▸ **WHAT THIS TASK INVOLVES**:
The requested output is every line from the one with "fn truncate(value: &str, max: usize)" through the last line below, printed exactly.

▸ **RECORDS PROVIDED**:
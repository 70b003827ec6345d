//! opsync CLI - Command line interface for the opsync server.

use clap::{Parser, Subcommand};
use tracing_subscriber::EnvFilter;

use opsync_cli::{HttpClient, TaskQuery};
use opsync_core::{RunStatus, StoredTask, SyncResult};

/// opsync CLI - sync server management tool
#[derive(Parser)]
#[command(name = "opsync")]
#[command(about = "CLI for the opsync server", long_about = None)]
struct Cli {
    /// Server base URL
    #[arg(short, long, env = "OPSYNC_SERVER", default_value = "http://localhost:3000")]
    server: String,

    #[command(subcommand)]
    command: Commands,
}

#[derive(Subcommand)]
enum Commands {
    /// Run a sync pass now
    Sync,

    /// Show the last sync run status
    Status,

    /// Show the upstream sync scope
    Config,

    /// List stored tasks
    #[command(name = "list-tasks")]
    ListTasks {
        /// Only tasks with this status
        #[arg(long)]
        status: Option<String>,

        /// Only tasks with this assignee
        #[arg(long)]
        assignee: Option<String>,

        /// Only tasks in this project
        #[arg(long)]
        project_id: Option<String>,

        /// Maximum number of tasks
        #[arg(short, long)]
        limit: Option<usize>,
    },

    /// Show a task by local id
    #[command(name = "get-task")]
    GetTask {
        /// Local task ID
        id: i64,
    },

    /// Show a task by upstream id
    #[command(name = "get-external")]
    GetExternal {
        /// Upstream work package ID
        external_id: String,
    },

    /// Check server health
    Health,
}

#[tokio::main]
async fn main() -> Result<(), Box<dyn std::error::Error>> {
    tracing_subscriber::fmt()
        .with_env_filter(EnvFilter::from_default_env())
        .with_writer(std::io::stderr)
        .init();

    let cli = Cli::parse();
    let client = HttpClient::new(&cli.server);

    match cli.command {
        Commands::Sync => {
            let result = client.trigger_sync().await?;
            print_sync_result(&result);
        }
        Commands::Status => {
            let status = client.sync_status().await?;
            print_status(&status);
        }
        Commands::Config => {
            let config = client.sync_config().await?;
            println!("{}", serde_json::to_string_pretty(&config)?);
        }
        Commands::ListTasks {
            status,
            assignee,
            project_id,
            limit,
        } => {
            let query = TaskQuery {
                status,
                assignee,
                project_id,
                limit,
            };
            let tasks = client.list_tasks(&query).await?;
            print_task_table(&tasks);
        }
        Commands::GetTask { id } => {
            let task = client.get_task(id).await?;
            print_task(&task);
        }
        Commands::GetExternal { external_id } => {
            let task = client.get_task_by_external_id(&external_id).await?;
            print_task(&task);
        }
        Commands::Health => {
            if client.health().await? {
                println!("Server at {} is healthy", cli.server);
            } else {
                println!("Server at {} is unhealthy", cli.server);
                std::process::exit(1);
            }
        }
    }

    Ok(())
}

fn print_sync_result(result: &SyncResult) {
    println!("Sync completed:");
    println!("  Created:       {}", result.created);
    println!("  Updated:       {}", result.updated);
    println!("  Notifications: {}", result.notifications);
    println!("  Errors:        {}", result.errors.len());
    for error in &result.errors {
        println!("    {}: {}", error.external_id, error.error);
    }
}

fn print_status(status: &RunStatus) {
    let last_run = status
        .last_run
        .map(|t| t.format("%Y-%m-%d %H:%M:%S UTC").to_string())
        .unwrap_or_else(|| "-".to_string());

    println!("Last run:    {}", last_run);
    println!("Last status: {}", status.last_status.as_str());
    println!("Running:     {}", status.is_running);
    if let Some(error) = &status.last_error {
        println!("Last error:  {}", error);
    }
}

fn print_task_table(tasks: &[StoredTask]) {
    println!("Tasks ({}):", tasks.len());
    println!(
        "{:<6}  {:<10}  {:<14}  {:<16}  {}",
        "ID", "EXTERNAL", "STATUS", "ASSIGNEE", "TITLE"
    );
    println!("{}", "-".repeat(90));

    for stored in tasks {
        let task = &stored.task;
        println!(
            "{:<6}  {:<10}  {:<14}  {:<16}  {}",
            stored.id,
            task.external_id,
            truncate(&task.status, 14),
            truncate(&task.assignee, 16),
            truncate(&task.title, 40)
        );
    }
}

fn print_task(stored: &StoredTask) {
    let task = &stored.task;
    println!("ID:          {}", stored.id);
    println!("External ID: {}", task.external_id);
    println!("Title:       {}", task.title);
    println!(
        "Project:     {} ({})",
        task.project,
        task.project_id.as_deref().unwrap_or("-")
    );
    println!("Status:      {}", task.status);
    println!("Assignee:    {}", task.assignee);
    println!(
        "Responsible: {}",
        task.responsible.as_deref().unwrap_or("-")
    );
    println!("Priority:    {}", task.priority);
    if let Some(hours) = task.estimated_hours {
        println!("Estimated:   {hours}h");
    }
    if let Some(hours) = task.spent_hours {
        println!("Spent:       {hours}h");
    }
    if let Some(links) = &task.related_to {
        println!("Related:");
        for link in links {
            println!("  {} #{} {}", link.link_type, link.id, link.title);
        }
    }
    if let Some(updated) = &task.op_updated_at {
        println!("Updated:     {updated}");
    }
    println!("Synced:      {}", stored.updated_at.format("%Y-%m-%d %H:%M:%S UTC"));
    if !task.description.is_empty() {
        println!();
        println!("{}", task.description);
    }
}

fn truncate(value: &str, max: usize) -> String {
    if value.chars().count() <= max {
        value.to_string()
    } else {
        let head: String = value.chars().take(max.saturating_sub(3)).collect();
        format!("{head}...")
    }
}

▸ **EXERCISE ANSWER**:
fn truncate(value: &str, max: usize) -> String {
    if value.chars().count() <= max {
        value.to_string()
    } else {
        let head: String = value.chars().take(max.saturating_sub(3)).collect();
        format!("{head}...")
    }
}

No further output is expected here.